Mark Dermul is a serious Star Wars fan. He was just 7 years old in 1977 when the original movie hit the theaters. As soon as the huge Star Destroyer flew across the opening scene, he was hooked.
"It hasn't left me," he says. At 43, Dermul now guides tours throughout North Africa, visiting sites that were featured in the blockbuster films.
On one 2010 trip back to planet Tatooine — OK, Tunisia — he and his tour group noticed that Luke Skywalker's boyhood home was rapidly decaying. They jumped into hyperspace — OK, the Internet — to save it.
They sent out a call on Facebook to restore the sandy igloo first featured in Episode IV: A New Hope. Fans from around the world responded at light speed with donations, shooting past the goal and raising more than $11,000. Then, war threatened.
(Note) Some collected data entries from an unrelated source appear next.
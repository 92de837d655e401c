use async_trait::async_trait;
use futures::stream::BoxStream;
use tonic::Code;

#[derive(Debug, thiserror::Error)]
pub enum StoreError {
    #[error("conflicting write to {kind}/{name}")]
    Conflict { kind: &'static str, name: String },
    #[error("{kind}/{name} not found")]
    NotFound { kind: &'static str, name: String },
    #[error("required revision {0} has been compacted")]
    Compacted(i64),
    #[error("watch channel closed")]
    WatchClosed,
    #[error(transparent)]
    Object(#[from] common::ObjectError),
    #[error(transparent)]
    Xline(#[from] Box<etcd_client::Error>),
}

impl From<etcd_client::Error> for StoreError {
    fn from(e: etcd_client::Error) -> Self {
        if let etcd_client::Error::GRpcStatus(status) = &e
            && status.code() == Code::OutOfRange
            && status
                .message()
                .contains("required revision has been compacted")
        {
            return StoreError::Compacted(0);
        }
        StoreError::Xline(Box::new(e))
    }
}

impl StoreError {
    pub fn is_conflict(&self) -> bool {
        matches!(self, StoreError::Conflict { .. })
    }

    pub fn is_not_found(&self) -> bool {
        matches!(self, StoreError::NotFound { .. })
    }

    pub(crate) fn conflict(kind: &'static str, name: &str) -> Self {
        StoreError::Conflict {
            kind,
            name: name.to_string(),
        }
    }

    pub(crate) fn not_found(kind: &'static str, name: &str) -> Self {
        StoreError::NotFound {
            kind,
            name: name.to_string(),
        }
    }
}

/// A stored value together with the revision it was last modified at.
#[derive(Debug, Clone, PartialEq)]
pub struct RawObject {
    pub name: String,
    pub value: String,
    pub revision: i64,
}

/// A single change observed on a kind. `value` is `None` for deletions.
#[derive(Debug, Clone, PartialEq)]
pub struct StoreEvent {
    pub kind: &'static str,
    pub name: String,
    pub revision: i64,
    pub value: Option<String>,
}

pub type StoreEventStream = BoxStream<'static, Result<StoreEvent, StoreError>>;

/// Versioned key-value storage for cluster objects.
///
/// Every write is a compare-and-swap: `create` only succeeds if the key is
/// absent, `update` and guarded `delete` only if the key still sits at the
/// expected revision. Anything else is reported as [`StoreError::Conflict`]
/// (or [`StoreError::NotFound`] when the key vanished) and never applied.
#[async_trait]
pub trait ObjectStore: Send + Sync {
    async fn get(&self, kind: &'static str, name: &str) -> Result<Option<RawObject>, StoreError>;

    /// All objects of a kind plus the store revision the listing reflects.
    async fn list(&self, kind: &'static str) -> Result<(Vec<RawObject>, i64), StoreError>;

    async fn create(&self, kind: &'static str, name: &str, value: String)
    -> Result<i64, StoreError>;

    async fn update(
        &self,
        kind: &'static str,
        name: &str,
        value: String,
        expected_revision: i64,
    ) -> Result<i64, StoreError>;

    async fn delete(
        &self,
        kind: &'static str,
        name: &str,
        expected_revision: Option<i64>,
    ) -> Result<(), StoreError>;

    /// Changes on `kind` with revision `>= since`. The stream ends or yields
    /// an error when the underlying watch breaks; callers re-list and resume.
    async fn watch(&self, kind: &'static str, since: i64) -> Result<StoreEventStream, StoreError>;
}
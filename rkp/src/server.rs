use anyhow::{Context, Result};
use log::info;
use std::sync::Arc;
use tokio_util::sync::CancellationToken;

use crate::api::{EventSource, ObjectStore};
use crate::controller::Controller;
use crate::leader::{LeaderElector, LeaderGate};
use crate::protocol::config::Config;
use crate::volume::{NfsStrategy, StrategyRegistry};

/// Wires the provisioner together on top of `store` and runs it until
/// `shutdown` fires.
pub async fn serve(
    cfg: Config,
    store: Arc<dyn ObjectStore>,
    shutdown: CancellationToken,
) -> Result<()> {
    let source = EventSource::new(store);

    let mut strategies = StrategyRegistry::new();
    strategies.register(Arc::new(NfsStrategy::new(
        cfg.provisioner.clone(),
        cfg.nfs.server.clone(),
        cfg.nfs.server_path.clone(),
        cfg.nfs.mount_path.clone(),
    )));

    let (gate, elector) = if cfg.leader_election.enabled {
        let elector = LeaderElector::new(cfg.leader_election.to_leader_config(), source.clone())
            .context("invalid leader election settings")?;
        info!("Leader election enabled as {}", elector.identity());
        let gate = elector.gate();
        (gate, Some(tokio::spawn(elector.run(shutdown.clone()))))
    } else {
        info!("Leader election disabled, acting as the only provisioner");
        (LeaderGate::always_held(&shutdown), None)
    };

    let controller = Arc::new(Controller::new(
        source,
        gate,
        strategies,
        cfg.controller.to_controller_config(),
    ));
    controller.run(shutdown).await;

    if let Some(elector) = elector {
        elector.await.context("leader elector task failed")?;
    }
    info!("Provisioner stopped");
    Ok(())
}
The Arab Spring put the project on hold, but by October 2011, Tunisia's newly instated government provided the permits necessary for the renovation to begin.
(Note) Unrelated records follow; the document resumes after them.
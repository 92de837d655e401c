//! Lease based leader election.
//!
//! Every instance runs a [`LeaderElector`] against the same `Lease` object.
//! The holder renews it every `retry_period`; others take it over once
//! `renewTime + leaseDurationMillis` has passed. A holder stops considering
//! itself leader `renew_deadline` after its last successful renewal, which
//! is strictly earlier than anyone else may take over.

use chrono::Utc;
use common::{Lease, LeaseSpec, Object};
use log::{debug, info, warn};
use std::sync::Arc;
use tokio::sync::watch;
use tokio::time::{Duration, Instant, sleep, timeout_at};
use tokio_util::sync::CancellationToken;

use crate::api::{EventSource, StoreError};

#[derive(Debug, thiserror::Error)]
pub enum LeaderError {
    #[error("invalid leader election timing: {0}")]
    InvalidTiming(String),
    #[error("leader election identity must not be empty")]
    EmptyIdentity,
}

#[derive(Debug, Clone)]
pub struct LeaderConfig {
    pub lease_name: String,
    pub identity: String,
    pub lease_duration: Duration,
    pub renew_deadline: Duration,
    pub retry_period: Duration,
}

impl LeaderConfig {
    pub fn validate(&self) -> Result<(), LeaderError> {
        if self.identity.is_empty() {
            return Err(LeaderError::EmptyIdentity);
        }
        if self.retry_period.is_zero() {
            return Err(LeaderError::InvalidTiming(
                "retry period must be positive".to_string(),
            ));
        }
        if self.retry_period >= self.renew_deadline {
            return Err(LeaderError::InvalidTiming(format!(
                "retry period {:?} must be shorter than renew deadline {:?}",
                self.retry_period, self.renew_deadline
            )));
        }
        if self.renew_deadline >= self.lease_duration {
            return Err(LeaderError::InvalidTiming(format!(
                "renew deadline {:?} must be shorter than lease duration {:?}",
                self.renew_deadline, self.lease_duration
            )));
        }
        Ok(())
    }
}

/// One uninterrupted period of leadership. The token is cancelled as soon
/// as the term ends, whether by loss or by shutdown.
#[derive(Debug, Clone)]
pub struct Term {
    id: u64,
    token: CancellationToken,
}

impl Term {
    pub fn id(&self) -> u64 {
        self.id
    }

    pub fn is_active(&self) -> bool {
        !self.token.is_cancelled()
    }

    pub async fn lost(&self) {
        self.token.cancelled().await
    }
}

#[derive(Debug, Clone)]
struct TermState {
    term: Term,
    /// Start of the last successful renewal. `None` never expires.
    renewed: Option<Instant>,
}

/// Read side of leader election handed to the reconciler.
#[derive(Clone)]
pub struct LeaderGate {
    state: watch::Receiver<Option<TermState>>,
    renew_deadline: Option<Duration>,
    closed: CancellationToken,
    // keeps the channel open for gates without an elector
    _holder: Option<Arc<watch::Sender<Option<TermState>>>>,
}

impl LeaderGate {
    /// Gate for a single instance deployment: leadership is held from the
    /// start until `shutdown` fires.
    pub fn always_held(shutdown: &CancellationToken) -> Self {
        let term = Term {
            id: 1,
            token: shutdown.child_token(),
        };
        let (tx, rx) = watch::channel(Some(TermState {
            term,
            renewed: None,
        }));
        Self {
            state: rx,
            renew_deadline: None,
            closed: shutdown.clone(),
            _holder: Some(Arc::new(tx)),
        }
    }

    fn current(&self) -> Option<Term> {
        let state = self.state.borrow();
        let current = state.as_ref()?;
        if !current.term.is_active() {
            return None;
        }
        if let (Some(renewed), Some(deadline)) = (current.renewed, self.renew_deadline)
            && renewed + deadline <= Instant::now()
        {
            return None;
        }
        Some(current.term.clone())
    }

    pub fn is_leader(&self) -> bool {
        self.current().is_some()
    }

    /// The active term, if this instance currently leads.
    pub fn current_term(&self) -> Option<Term> {
        self.current()
    }

    /// Waits until this instance leads. Returns `None` once election stopped.
    pub async fn wait_for_term(&mut self) -> Option<Term> {
        loop {
            if self.closed.is_cancelled() {
                return None;
            }
            if let Some(term) = self.current() {
                return Some(term);
            }
            tokio::select! {
                changed = self.state.changed() => {
                    if changed.is_err() {
                        return None;
                    }
                }
                _ = self.closed.cancelled() => return None,
            }
        }
    }
}

pub struct LeaderElector {
    config: LeaderConfig,
    source: EventSource,
    state: watch::Sender<Option<TermState>>,
    closed: CancellationToken,
    /// Last lease copy this instance wrote or read.
    observed: Option<Lease>,
    terms: u64,
}

impl LeaderElector {
    pub fn new(config: LeaderConfig, source: EventSource) -> Result<Self, LeaderError> {
        config.validate()?;
        let (state, _) = watch::channel(None);
        Ok(Self {
            config,
            source,
            state,
            closed: CancellationToken::new(),
            observed: None,
            terms: 0,
        })
    }

    pub fn gate(&self) -> LeaderGate {
        LeaderGate {
            state: self.state.subscribe(),
            renew_deadline: Some(self.config.renew_deadline),
            closed: self.closed.clone(),
            _holder: None,
        }
    }

    pub fn identity(&self) -> &str {
        &self.config.identity
    }

    /// Campaigns for the lease until `shutdown` fires, then releases it.
    pub async fn run(mut self, shutdown: CancellationToken) {
        info!(
            "{} campaigning for lease {}",
            self.config.identity, self.config.lease_name
        );
        while let Some(renewed) = self.acquire(&shutdown).await {
            self.terms += 1;
            let term = Term {
                id: self.terms,
                token: shutdown.child_token(),
            };
            info!(
                "{} became leader of lease {} (term {})",
                self.config.identity, self.config.lease_name, term.id
            );
            self.state.send_replace(Some(TermState {
                term: term.clone(),
                renewed: Some(renewed),
            }));

            let keep = self.renew(&shutdown, renewed).await;
            term.token.cancel();
            self.state.send_replace(None);
            if !keep {
                break;
            }
            info!(
                "{} lost leadership of lease {} (term {})",
                self.config.identity, self.config.lease_name, term.id
            );
        }
        self.release().await;
        self.closed.cancel();
    }

    /// Retries until the lease is ours and returns when the winning attempt
    /// started. Returns `None` on shutdown.
    async fn acquire(&mut self, shutdown: &CancellationToken) -> Option<Instant> {
        loop {
            if shutdown.is_cancelled() {
                return None;
            }
            let started = Instant::now();
            match self.try_acquire_or_renew(false).await {
                Ok(true) => return Some(started),
                Ok(false) => debug!(
                    "Lease {} held by {:?}",
                    self.config.lease_name,
                    self.observed.as_ref().and_then(|l| l.holder())
                ),
                Err(e) => warn!("Failed to acquire lease {}: {e}", self.config.lease_name),
            }
            tokio::select! {
                _ = shutdown.cancelled() => return None,
                _ = sleep(self.config.retry_period) => {}
            }
        }
    }

    /// Keeps renewing. Returns false on shutdown, true once leadership is lost.
    async fn renew(&mut self, shutdown: &CancellationToken, mut renewed: Instant) -> bool {
        loop {
            tokio::select! {
                _ = shutdown.cancelled() => return false,
                _ = sleep(self.config.retry_period) => {}
            }
            let deadline = renewed + self.config.renew_deadline;
            loop {
                let started = Instant::now();
                match timeout_at(deadline, self.try_acquire_or_renew(true)).await {
                    Ok(Ok(true)) => {
                        renewed = started;
                        self.state.send_modify(|state| {
                            if let Some(state) = state {
                                state.renewed = Some(started);
                            }
                        });
                        break;
                    }
                    Ok(Ok(false)) => return true,
                    Ok(Err(e)) => {
                        warn!("Failed to renew lease {}: {e}", self.config.lease_name);
                    }
                    Err(_) => {
                        warn!(
                            "No renewal of lease {} within {:?}",
                            self.config.lease_name, self.config.renew_deadline
                        );
                        return true;
                    }
                }
                if Instant::now() >= deadline {
                    return true;
                }
                let left = deadline.saturating_duration_since(Instant::now());
                tokio::select! {
                    _ = shutdown.cancelled() => return false,
                    _ = sleep(self.config.retry_period.min(left)) => {}
                }
            }
        }
    }

    /// One election round. Ok(false) means someone else holds the lease or
    /// won a race for it. While `renewing`, a lease that changed hands is
    /// never taken back.
    async fn try_acquire_or_renew(&mut self, renewing: bool) -> Result<bool, StoreError> {
        let now = Utc::now();
        let duration_millis = self.config.lease_duration.as_millis() as i64;
        let identity = self.config.identity.clone();

        let Some(mut lease) = self.source.get::<Lease>(&self.config.lease_name).await? else {
            if renewing {
                return Ok(false);
            }
            let lease = Lease::new(
                &self.config.lease_name,
                LeaseSpec {
                    holder_identity: Some(identity),
                    lease_duration_millis: duration_millis,
                    acquire_time: Some(now),
                    renew_time: Some(now),
                    lease_transitions: 0,
                },
            );
            return match self.source.create(&lease).await {
                Ok(stored) => {
                    self.observed = Some(stored);
                    Ok(true)
                }
                Err(e) if e.is_conflict() => Ok(false),
                Err(e) => Err(e),
            };
        };

        let held_by_me = lease.holder() == Some(identity.as_str());
        if !held_by_me && (renewing || !lease.is_expired(now)) {
            self.observed = Some(lease);
            return Ok(false);
        }
        if !held_by_me {
            if let Some(previous) = lease.holder() {
                info!("Lease {} of {previous} expired, taking over", lease.name());
            }
            lease.spec.holder_identity = Some(identity);
            lease.spec.acquire_time = Some(now);
            lease.spec.lease_transitions += 1;
        } else if !renewing {
            lease.spec.acquire_time = Some(now);
        }
        lease.spec.renew_time = Some(now);
        lease.spec.lease_duration_millis = duration_millis;

        match self.source.update(&lease).await {
            Ok(stored) => {
                self.observed = Some(stored);
                Ok(true)
            }
            Err(e) if e.is_conflict() || e.is_not_found() => Ok(false),
            Err(e) => Err(e),
        }
    }

    /// Deletes the lease if this instance still holds the copy last written.
    async fn release(&mut self) {
        let Some(lease) = self.observed.take() else {
            return;
        };
        if lease.holder() != Some(self.config.identity.as_str()) {
            return;
        }
        match self.source.delete(&lease).await {
            Ok(()) => info!(
                "{} released lease {}",
                self.config.identity, self.config.lease_name
            ),
            Err(e) if e.is_conflict() || e.is_not_found() => {
                debug!("Lease {} changed before release: {e}", self.config.lease_name)
            }
            Err(e) => warn!("Failed to release lease {}: {e}", self.config.lease_name),
        }
    }
}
Though much of the hut was past saving, Dermul's group reinforced, plastered and painted what was left. Luke's old homestead is now back to its original desolate glory.
The renovation may bolster more than just fantasy; when he first started visiting landmarks from the movies, Dermul says, the local Tunisians thought he was crazy. But tourism has received a boost from Star Wars fans in recent years, and now, he says, locals are coming around.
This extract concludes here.